旅先で興味を惹かれるのはお決まりの枠組みから外れたものばかり。それらと対比させていくかたちで、ルネッサンスを頂点とするヨーロッパ中心の流れを事大主義と否定し、モダンアートの画一化に喝を入れていきます。

どの言葉にも嘘がないというか、物凄く生々しく、なるほど、そのあたりは岡本太郎さんが残した数々のアート作品と共通している部分かも。

しかも、即キャッチコピーに使えそうなわかりやすさインパクを備えたフレーズが要所に散りばめられ、例えば「芸術は本来、リアクションでなくアクションであるべきだ」なんて読者に直球でぶつけてくるのだから、こちらも芸術との向き合い方美の捉え方を見つめ直す他ないといった格好です。

 

すっ裸でふれあう芸術

ひらかれた場所でこそ、芸術はピープルにすっ裸でふれあうことが出来る。誰も金を払う必要もないし、何気なく通りすぎてもいい。「芸術作品」だなどと立ち止まって見る必要もない。それでいて、何かぐんとつきつけられ、無意識的に心性を変貌させる。それが芸術の呪術的役割だ。

メキシコの壁画家、ケイロス岡本太郎さんご自身の芸術観を伝える場面で飛び出したこの一節を読み、過去の記憶が鮮やかに甦ってきました。

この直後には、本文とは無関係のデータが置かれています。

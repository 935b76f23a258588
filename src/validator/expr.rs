//! Lexer and parser for the validator expression language.
//!
//! A deliberately small Lua-flavoured language: expressions with `and`,
//! `or`, `not`, comparison, arithmetic, concatenation `..`, indexing
//! (`a.b`, `a[k]`), calls into a fixed allow-list, table constructors, and
//! three statement forms (`ctx`-path assignment, `if`/`elseif`/`else`,
//! `return`). Statements separate with `;`.

use crate::value::Value;

#[derive(Debug, Clone, PartialEq)]
pub enum Token {
    Ident(String),
    Int(i64),
    Float(f64),
    Str(String),
    // punctuation
    LParen,
    RParen,
    LBrace,
    RBrace,
    LBracket,
    RBracket,
    Comma,
    Semi,
    Dot,
    Concat,
    Assign,
    Eq,
    Ne,
    Lt,
    Le,
    Gt,
    Ge,
    Plus,
    Minus,
    Star,
    Slash,
    Percent,
    // keywords
    And,
    Or,
    Not,
    If,
    Then,
    Elseif,
    Else,
    End,
    Return,
    True,
    False,
    Nil,
    Eof,
}

pub fn tokenize(src: &str) -> Result<Vec<Token>, String> {
    let bytes = src.as_bytes();
    let mut tokens = Vec::new();
    let mut i = 0;
    while i < bytes.len() {
        let b = bytes[i];
        match b {
            b' ' | b'\t' | b'\r' | b'\n' => i += 1,
            b'(' => {
                tokens.push(Token::LParen);
                i += 1;
            }
            b')' => {
                tokens.push(Token::RParen);
                i += 1;
            }
            b'{' => {
                tokens.push(Token::LBrace);
                i += 1;
            }
            b'}' => {
                tokens.push(Token::RBrace);
                i += 1;
            }
            b'[' => {
                tokens.push(Token::LBracket);
                i += 1;
            }
            b']' => {
                tokens.push(Token::RBracket);
                i += 1;
            }
            b',' => {
                tokens.push(Token::Comma);
                i += 1;
            }
            b';' => {
                tokens.push(Token::Semi);
                i += 1;
            }
            b'+' => {
                tokens.push(Token::Plus);
                i += 1;
            }
            b'-' => {
                tokens.push(Token::Minus);
                i += 1;
            }
            b'*' => {
                tokens.push(Token::Star);
                i += 1;
            }
            b'/' => {
                tokens.push(Token::Slash);
                i += 1;
            }
            b'%' => {
                tokens.push(Token::Percent);
                i += 1;
            }
            b'.' => {
                if bytes.get(i + 1) == Some(&b'.') {
                    tokens.push(Token::Concat);
                    i += 2;
                } else {
                    tokens.push(Token::Dot);
                    i += 1;
                }
            }
            b'=' => {
                if bytes.get(i + 1) == Some(&b'=') {
                    tokens.push(Token::Eq);
                    i += 2;
                } else {
                    tokens.push(Token::Assign);
                    i += 1;
                }
            }
            b'~' => {
                if bytes.get(i + 1) == Some(&b'=') {
                    tokens.push(Token::Ne);
                    i += 2;
                } else {
                    return Err("unexpected '~'".into());
                }
            }
            b'<' => {
                if bytes.get(i + 1) == Some(&b'=') {
                    tokens.push(Token::Le);
                    i += 2;
                } else {
                    tokens.push(Token::Lt);
                    i += 1;
                }
            }
            b'>' => {
                if bytes.get(i + 1) == Some(&b'=') {
                    tokens.push(Token::Ge);
                    i += 2;
                } else {
                    tokens.push(Token::Gt);
                    i += 1;
                }
            }
            b'\'' | b'"' => {
                let open = b;
                let mut out: Vec<u8> = Vec::new();
                i += 1;
                loop {
                    match bytes.get(i) {
                        Some(&c) if c == open => {
                            i += 1;
                            break;
                        }
                        Some(b'\\') => {
                            match bytes.get(i + 1) {
                                Some(b'n') => out.push(b'\n'),
                                Some(b't') => out.push(b'\t'),
                                Some(b'\\') => out.push(b'\\'),
                                Some(b'\'') => out.push(b'\''),
                                Some(b'"') => out.push(b'"'),
                                _ => return Err("bad escape in string".into()),
                            }
                            i += 2;
                        }
                        Some(&c) => {
                            out.push(c);
                            i += 1;
                        }
                        None => return Err("unterminated string".into()),
                    }
                }
                let text =
                    String::from_utf8(out).map_err(|_| "invalid UTF-8 in string".to_string())?;
                tokens.push(Token::Str(text));
            }
            b'0'..=b'9' => {
                let start = i;
                while i < bytes.len() && (bytes[i].is_ascii_digit() || bytes[i] == b'.') {
                    // Stop before `..` so concatenation still lexes.
                    if bytes[i] == b'.' && bytes.get(i + 1) == Some(&b'.') {
                        break;
                    }
                    i += 1;
                }
                let text = &src[start..i];
                if text.contains('.') {
                    tokens.push(Token::Float(
                        text.parse().map_err(|_| format!("bad number '{text}'"))?,
                    ));
                } else {
                    tokens.push(Token::Int(
                        text.parse().map_err(|_| format!("bad number '{text}'"))?,
                    ));
                }
            }
            b'A'..=b'Z' | b'a'..=b'z' | b'_' => {
                let start = i;
                while i < bytes.len()
                    && (bytes[i].is_ascii_alphanumeric() || bytes[i] == b'_')
                {
                    i += 1;
                }
                let word = &src[start..i];
                tokens.push(match word {
                    "and" => Token::And,
                    "or" => Token::Or,
                    "not" => Token::Not,
                    "if" => Token::If,
                    "then" => Token::Then,
                    "elseif" => Token::Elseif,
                    "else" => Token::Else,
                    "end" => Token::End,
                    "return" => Token::Return,
                    "true" => Token::True,
                    "false" => Token::False,
                    "nil" => Token::Nil,
                    _ => Token::Ident(word.to_string()),
                });
            }
            other => return Err(format!("unexpected character '{}'", other as char)),
        }
    }
    tokens.push(Token::Eof);
    Ok(tokens)
}

#[derive(Debug, Clone, Copy, PartialEq, Eq)]
pub enum BinOp {
    Or,
    And,
    Eq,
    Ne,
    Lt,
    Le,
    Gt,
    Ge,
    Concat,
    Add,
    Sub,
    Mul,
    Div,
    Mod,
}

#[derive(Debug, Clone, Copy, PartialEq, Eq)]
pub enum UnOp {
    Not,
    Neg,
}

#[derive(Debug, Clone, PartialEq)]
pub enum Expr {
    Literal(Value),
    Ident(String),
    Index(Box<Expr>, Box<Expr>),
    Call(Box<Expr>, Vec<Expr>),
    Unary(UnOp, Box<Expr>),
    Binary(BinOp, Box<Expr>, Box<Expr>),
    /// `{a, b, k = v, [k2] = v2}`
    TableCtor(Vec<(Option<Expr>, Expr)>),
}

#[derive(Debug, Clone, PartialEq)]
pub enum Stmt {
    Assign(Expr, Expr),
    If {
        arms: Vec<(Expr, Vec<Stmt>)>,
        else_body: Option<Vec<Stmt>>,
    },
    Return(Option<Expr>),
    Expr(Expr),
}

#[derive(Debug, Clone, PartialEq)]
pub struct Program {
    pub stmts: Vec<Stmt>,
}

struct Parser {
    tokens: Vec<Token>,
    pos: usize,
}
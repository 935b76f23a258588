//! Configuration file parsing.
//!
//! Reads `tabform.toml` configuration files.

use serde::{Deserialize, Serialize};
use std::path::PathBuf;
use thiserror::Error;

#[derive(Debug, Error)]
pub enum ConfigError {
    #[error("IO error reading config file: {0}")]
    Io(#[from] std::io::Error),

    #[error("TOML parse error: {0}")]
    Parse(#[from] toml::de::Error),

    #[error("Invalid configuration: {0}")]
    Validation(String),
}

/// Main configuration structure
#[derive(Debug, Clone, Default, Deserialize, Serialize)]
pub struct Config {
    #[serde(default)]
    pub packages: PackagesConfig,

    #[serde(default)]
    pub output: OutputConfig,

    #[serde(default)]
    pub reformat: ReformatConfig,

    #[serde(default)]
    pub cli: CliConfig,
}

#[derive(Debug, Clone, Deserialize, Serialize)]
pub struct PackagesConfig {
    /// Package directories to process, in declaration order.
    #[serde(default)]
    pub paths: Vec<PathBuf>,
}

impl Default for PackagesConfig {
    fn default() -> Self {
        Self {
            paths: vec![PathBuf::from("data")],
        }
    }
}

#[derive(Debug, Clone, Deserialize, Serialize)]
pub struct OutputConfig {
    /// Export formats: "json", "natural-json", "xml", "sql", "msgpack"
    #[serde(default)]
    pub formats: Vec<String>,

    /// Output directory for exported files
    #[serde(default = "default_export_dir")]
    pub dir: PathBuf,

    /// Sub-serializer for tables inside SQL literals: "canonical" or
    /// "typed_json"
    #[serde(default = "default_table_sql")]
    pub table_sql: String,
}

impl Default for OutputConfig {
    fn default() -> Self {
        Self {
            formats: vec![],
            dir: default_export_dir(),
            table_sql: default_table_sql(),
        }
    }
}

#[derive(Debug, Clone, Deserialize, Serialize)]
pub struct ReformatConfig {
    /// Write reformatted TSV back over the source files.
    #[serde(default = "default_write_back")]
    pub write_back: bool,
}

impl Default for ReformatConfig {
    fn default() -> Self {
        Self {
            write_back: default_write_back(),
        }
    }
}

#[derive(Debug, Clone, Deserialize, Serialize)]
pub struct CliConfig {
    /// Exit non-zero if diagnostics meet or exceed this severity
    #[serde(default = "default_fail_on")]
    pub fail_on: String,
}

impl Default for CliConfig {
    fn default() -> Self {
        Self {
            fail_on: default_fail_on(),
        }
    }
}

fn default_export_dir() -> PathBuf {
    PathBuf::from("export")
}

fn default_table_sql() -> String {
    "canonical".to_string()
}

fn default_write_back() -> bool {
    true
}

fn default_fail_on() -> String {
    "error".to_string()
}

impl Config {
    pub fn from_file(path: &std::path::Path) -> Result<Self, ConfigError> {
        let content = std::fs::read_to_string(path)?;
        let config: Config = toml::from_str(&content)?;
        config.validate()?;
        Ok(config)
    }

    fn validate(&self) -> Result<(), ConfigError> {
        for format in &self.output.formats {
            match format.as_str() {
                "json" | "natural-json" | "xml" | "sql" | "msgpack" => {}
                other => {
                    return Err(ConfigError::Validation(format!(
                        "unknown export format '{other}'"
                    )));
                }
            }
        }
        match self.cli.fail_on.as_str() {
            "error" | "warning" => Ok(()),
            other => Err(ConfigError::Validation(format!(
                "unknown fail_on severity '{other}'"
            ))),
        }
    }
}
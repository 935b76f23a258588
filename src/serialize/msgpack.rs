//! MessagePack backend, plus the `X'..'` SQL-BLOB hex wrapping.

use serde::ser::{Serialize, SerializeMap, SerializeSeq, Serializer};

use super::{check_depth, SerError};
use crate::value::{Table, Value};

struct MsgpackValue<'a>(&'a Value);

impl Serialize for MsgpackValue<'_> {
    fn serialize<S: Serializer>(&self, serializer: S) -> Result<S::Ok, S::Error> {
        match self.0 {
            Value::Nil => serializer.serialize_unit(),
            Value::Bool(b) => serializer.serialize_bool(*b),
            Value::Int(i) => serializer.serialize_i64(*i),
            Value::Float(f) => serializer.serialize_f64(*f),
            Value::Str(s) => serializer.serialize_str(s),
            Value::Table(t) => serialize_table(t, serializer),
        }
    }
}

/// A pure sequence encodes as an array; anything keyed encodes as a map,
/// with positional elements keyed 1..n first.
fn serialize_table<S: Serializer>(t: &Table, serializer: S) -> Result<S::Ok, S::Error> {
    if t.entries.is_empty() {
        let mut seq = serializer.serialize_seq(Some(t.seq.len()))?;
        for elem in &t.seq {
            seq.serialize_element(&MsgpackValue(elem))?;
        }
        seq.end()
    } else {
        let mut map = serializer.serialize_map(Some(t.seq.len() + t.entries.len()))?;
        for (i, elem) in t.seq.iter().enumerate() {
            map.serialize_entry(&(i as i64 + 1), &MsgpackValue(elem))?;
        }
        for (k, v) in t.sorted_entries() {
            map.serialize_entry(&MsgpackValue(k), &MsgpackValue(v))?;
        }
        map.end()
    }
}

fn value_depth(v: &Value) -> usize {
    match v {
        Value::Table(t) => {
            let inner = t
                .seq
                .iter()
                .chain(t.entries.iter().flat_map(|(k, v)| [k, v]))
                .map(value_depth)
                .max()
                .unwrap_or(0);
            inner + 1
        }
        _ => 0,
    }
}

pub fn to_msgpack(v: &Value) -> Result<Vec<u8>, SerError> {
    check_depth(value_depth(v))?;
    rmp_serde::to_vec(&MsgpackValue(v)).map_err(|e| SerError::Encode(e.to_string()))
}

/// MessagePack bytes wrapped as a SQL BLOB literal: `X'68656c..'`.
pub fn to_sql_blob(v: &Value) -> Result<String, SerError> {
    let bytes = to_msgpack(v)?;
    Ok(format!("X'{}'", hex::encode_upper(bytes)))
}
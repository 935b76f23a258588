//! tabform: typed validator and reformatter for TSV data packages
//!
//! This library ingests tab-separated data organized as packages, checks
//! every cell against its declared column type, rewrites each file in a
//! canonical form, and exports the typed dataset in several formats. The
//! core is the type registry: a type-specification language, a parser
//! factory compiling each spec into a cell parser and comparator, and a
//! strict subtyping relation used for record inheritance and type tags.

pub mod config;
pub mod export;
pub mod exploded;
pub mod join;
pub mod literal;
pub mod manifest;
pub mod pipeline;
pub mod predicates;
pub mod registry;
pub mod report;
pub mod serialize;
pub mod spec;
pub mod tsv;
pub mod validator;
pub mod value;

// Re-export commonly used types
pub use config::Config;
pub use pipeline::{Pipeline, PipelineOptions, PipelineResult};
pub use registry::{ParseContext, ParserEntry, Registry, TypeSpecRow};
pub use report::{BadVal, Severity};
pub use value::{Table, Value};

川崎市で生まれ育った私は、これまで折に触れて市内にある岡本太郎美術館へ行っています(学校行事とかで)。

ただし、鑑賞用の特別な施設にわざわざ足を運ばなくとも、小さい頃から多摩川沿いの岡本かの子文学碑『誇り』や青山通り沿いにある『こどもの樹』の前を幾度となく車で通過し、幼心に〈これは何なんだ?〉と不思議がっていたことを、ふと思い出したのです。

ついでに、この10年の間でも、ツレの地元・相模原の商店街に鎮座する巨大な『呼ぶ赤い手・青い手』を初めて見た時は、たいそうギョッとしましたっけ。

こんな素敵な岡本太郎体験を、本書を再読するまで忘れかけていたとは。有無を言わさず見る者を圧倒する凄み。とんでもなく異物なのに、一方でその場に置かれているのが当たり前のようにも思えてくる不思議な存在感――。

冒頭に〈自分は芸術から縁遠い〉などと書いたことを猛省しています。私も気付かぬうちに芸術と触れ合っていました。

芸術は特別なものではなく、食や読書やスポーツと同じくらい暮らしの近くにあるもの。そう思って散歩中にキョロキョロあたりを見回すと、駅前のロータリーや公園の隅っこに置かれた作者不明の謎のオブジェが、妙に心に引っ掛かったりして……。

こういう諸々に気付きはじめている時点で、今年の秋は実りの多い季節になる予感しかしていません。

※記事内の画像はフリー素材を使用しています。本著とは直接関係ありません。